Unilaterally Sarcastic, Dangerously Cheesy

Review: Justice League # 1

I’ve read more Justice League # 1’s than I would care to count. Each time we get something drastically different from the previous iteration, making it hard, for me at least, to say exactly what makes for a definitive Justice League book. Grant Morrison’s run was pretty damned fantastic. As was the JLI group. The earliest incarnations of the team I’ve only read a handful of, mainly because I don’t have a ready access to the back issues the way I do with the JLI to present. (I have all of JLI, the Morrison era JLA book, and dropped the last volume of the book around Final Crisis)

I wasn’t going to bother with DC anymore. I’ve been slowly working my way out of monthly comic buying and sticking to trade releases and only keeping the books that I have the strongest of attachments to. JLA wasn’t one of those books. But I have to admit that the hype around Geoff Johns and Jim Lee tackling the book in an all new continuity was enough to make me pick up the first issue. The (arguably) biggest names DC has to offer working on a title that should be their premiere book of the lineup is not something that comes along everyday. I’ve likened it to putting Bendis on New Avengers back in 2005. How it took six years for DC to figure out a winning formula is beyond me. Johns alone would have been enough to sell the book but Jim Lee is a demi-god to most of the loyal comic buying public. The early numbers for the book indicate as such, what the actual sales translate to is another question entirely.

But what about the book itself? Is it any good?

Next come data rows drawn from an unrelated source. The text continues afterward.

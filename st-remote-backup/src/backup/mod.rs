//! Backup operations: create, list, restore and delete archives.
//!
//! The backup directory is the only index: every regular file in it is a
//! backup. Operations share no in-flight state and are not serialized
//! against each other.

use crate::archive::Archiver;
use crate::fs::PathFilter;
use crate::utils::BackupError;
use chrono::{DateTime, SecondsFormat, Utc};
use serde::{Serialize, Serializer};
use std::path::{Path, PathBuf};
use std::sync::Arc;
use std::time::{Duration, Instant};
use tracing::{error, info};

pub const ARCHIVE_EXTENSION: &str = "tar.gz";

/// A backup archive as found in the backup directory
#[derive(Debug, Clone, Serialize)]
pub struct BackupArchive {
    pub name: String,
    pub size: u64,
    #[serde(serialize_with = "serialize_millis")]
    pub mtime: DateTime<Utc>,
}

/// Outcome of a successful create
#[derive(Debug, Clone)]
pub struct CreatedBackup {
    pub name: String,
    pub size_bytes: u64,
    pub entries: usize,
    pub elapsed: Duration,
}

pub struct BackupService {
    data_dir: PathBuf,
    backup_dir: PathBuf,
    archive_prefix: String,
    filter: Arc<PathFilter>,
    archiver: Arc<dyn Archiver>,
}

impl BackupService {
    pub fn new(
        data_dir: impl Into<PathBuf>,
        backup_dir: impl Into<PathBuf>,
        archive_prefix: impl Into<String>,
        filter: PathFilter,
        archiver: Arc<dyn Archiver>,
    ) -> Self {
        Self {
            data_dir: data_dir.into(),
            backup_dir: backup_dir.into(),
            archive_prefix: archive_prefix.into(),
            filter: Arc::new(filter),
            archiver,
        }
    }

    pub fn data_dir(&self) -> &Path {
        &self.data_dir
    }

    pub fn backup_dir(&self) -> &Path {
        &self.backup_dir
    }

    /// Archive the data directory into a new timestamped file.
    ///
    /// A failed archiver run may leave a partial file behind.
    pub async fn create(&self) -> Result<CreatedBackup, BackupError> {
        let name = archive_name(&self.archive_prefix, Utc::now());
        let started = Instant::now();

        let result = self.create_named(&name, started).await;
        if let Err(e) = &result {
            error!(
                "[backup] error: name={} time={}ms {}",
                name,
                started.elapsed().as_millis(),
                e
            );
        }
        result
    }

    async fn create_named(
        &self,
        name: &str,
        started: Instant,
    ) -> Result<CreatedBackup, BackupError> {
        self.ensure_backup_dir().await?;

        let destination = self.backup_dir.join(name);
        let archiver = self.archiver.clone();
        let filter = self.filter.clone();
        let root = self.data_dir.clone();
        let target = destination.clone();
        let stats =
            tokio::task::spawn_blocking(move || archiver.create(&root, &filter, &target)).await??;

        let size_bytes = tokio::fs::metadata(&destination)
            .await
            .map_err(BackupError::io("Failed to stat", &destination))?
            .len();
        let elapsed = started.elapsed();

        info!(
            "[backup] done name={} size={:.2}MB entries={} time={}ms",
            name,
            size_bytes as f64 / 1_048_576.0,
            stats.entries,
            elapsed.as_millis()
        );

        Ok(CreatedBackup {
            name: name.to_string(),
            size_bytes,
            entries: stats.entries,
            elapsed,
        })
    }

    /// Regular files in the backup directory, newest first.
    /// A missing backup directory is created and listed as empty.
    pub async fn list(&self) -> Result<Vec<BackupArchive>, BackupError> {
        let result = self.scan().await;
        match &result {
            Ok(items) => info!("[list] ok count={}", items.len()),
            Err(e) => error!("[list] error: {}", e),
        }
        result
    }

    async fn scan(&self) -> Result<Vec<BackupArchive>, BackupError> {
        self.ensure_backup_dir().await?;

        let mut items = Vec::new();
        let mut dir = tokio::fs::read_dir(&self.backup_dir)
            .await
            .map_err(BackupError::io("Failed to read", &self.backup_dir))?;

        while let Some(entry) = dir
            .next_entry()
            .await
            .map_err(BackupError::io("Failed to read", &self.backup_dir))?
        {
            let file_type = entry
                .file_type()
                .await
                .map_err(BackupError::io("Failed to stat", entry.path()))?;
            if !file_type.is_file() {
                continue;
            }

            let metadata = entry
                .metadata()
                .await
                .map_err(BackupError::io("Failed to stat", entry.path()))?;
            let mtime = metadata
                .modified()
                .map_err(BackupError::io("Failed to stat", entry.path()))?;

            items.push(BackupArchive {
                name: entry.file_name().to_string_lossy().to_string(),
                size: metadata.len(),
                mtime: mtime.into(),
            });
        }

        items.sort_by(|a, b| b.mtime.cmp(&a.mtime));
        Ok(items)
    }

    /// Extract an archive over the data directory.
    ///
    /// Conflicting files are overwritten in place; there is no snapshot or
    /// rollback, so a failure mid-extraction leaves a partial restore.
    pub async fn restore(&self, name: &str) -> Result<(), BackupError> {
        let file_name = sanitize_name(name)?;
        let started = Instant::now();

        let source = self.backup_dir.join(&file_name);
        let result = async {
            tokio::fs::metadata(&source)
                .await
                .map_err(BackupError::io("Failed to access", &source))?;

            let archiver = self.archiver.clone();
            let destination = self.data_dir.clone();
            let archive = source.clone();
            tokio::task::spawn_blocking(move || archiver.extract(&archive, &destination))
                .await??;
            Ok::<(), BackupError>(())
        }
        .await;

        match &result {
            Ok(()) => info!(
                "[restore] done name={} time={}ms",
                file_name,
                started.elapsed().as_millis()
            ),
            Err(e) => error!(
                "[restore] error: name={} time={}ms {}",
                file_name,
                started.elapsed().as_millis(),
                e
            ),
        }
        result
    }

    /// Remove an archive. A missing file is an error.
    pub async fn delete(&self, name: &str) -> Result<(), BackupError> {
        let file_name = sanitize_name(name)?;
        let path = self.backup_dir.join(&file_name);

        let result = tokio::fs::remove_file(&path)
            .await
            .map_err(BackupError::io("Failed to delete", &path));

        match &result {
            Ok(()) => info!("[delete] done name={}", file_name),
            Err(e) => error!("[delete] error: name={} {}", file_name, e),
        }
        result
    }

    async fn ensure_backup_dir(&self) -> Result<(), BackupError> {
        tokio::fs::create_dir_all(&self.backup_dir)
            .await
            .map_err(BackupError::io("Failed to create", &self.backup_dir))
    }
}

/// `{prefix}-{ISO-8601 UTC with ':' and '.' replaced by '-'}.tar.gz`
pub fn archive_name(prefix: &str, at: DateTime<Utc>) -> String {
    format!(
        "{}-{}.{}",
        prefix,
        at.format("%Y-%m-%dT%H-%M-%S-%3fZ"),
        ARCHIVE_EXTENSION
    )
}

/// Reduce a requested archive name to its final path component so it can
/// only address files directly inside the backup directory.
pub fn sanitize_name(name: &str) -> Result<String, BackupError> {
    if name.is_empty() {
        return Err(BackupError::InvalidName("name required".into()));
    }

    Path::new(name)
        .file_name()
        .map(|n| n.to_string_lossy().to_string())
        .ok_or_else(|| BackupError::InvalidName(format!("invalid name: {name}")))
}

fn serialize_millis<S: Serializer>(at: &DateTime<Utc>, serializer: S) -> Result<S::Ok, S::Error> {
    serializer.serialize_str(&at.to_rfc3339_opts(SecondsFormat::Millis, true))
}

That’s a little bit harder to answer. The book reminds me of a fine mixing of Bendis’ work on the early days of Ultimate Spider-Man as well as Johns’ own work when he relaunched Green Lantern. Like USM, this is an origin story, and it’s decompressed quite a bit. The days of a team assembling, fighting a threat, and moving on to the next issue are long gone. In this issue we get Batman, still being hunted by the police as they’re not yet aware that he’s “one of the good guys” as he tries to take down a monstrous looking villain that I at first mistook for a revamped Killer Croc.

Pictured Above: Not Killer Croc

Eventually Green Lantern gets himself involved. We soon learn through his banter with Batman that super-heroes are a relatively new phenomenon here and that the world doesn’t quite know what to make of them as of yet. Green Lantern is then surprised to find out that Batman is just some dude in a mask, bereft of any real superpower. The writing here is quick, snappy, breezy, and light. It covers a fair amount of ground in setting up the status quo and getting the ball rolling. The timeframe for this issues is fairly short, so by the time you get to the end of the book, some people might be a little let down, regardless of the somewhat tantalizing cliffhanger where we’re introduced to this new continuity’s Superman.

I can’t say this is a bad book. Jim Lee is on his A-game and there’s quite a bit to cover in a world where the rules haven’t been defined yet, so no matter what there’s a sense that no matter what Johns crammed in it would never be enough. If anything, the only thing I can say is that the book is promising. It’s an origin story where they have free reign to play around with the elements as they please. It looks like we’re seeing some tweaks already with the way they handle Cyborg, who we see as a high-school football player in this issue. The elements are there and only the rest of the arc will tell us if this was all worth our time or not.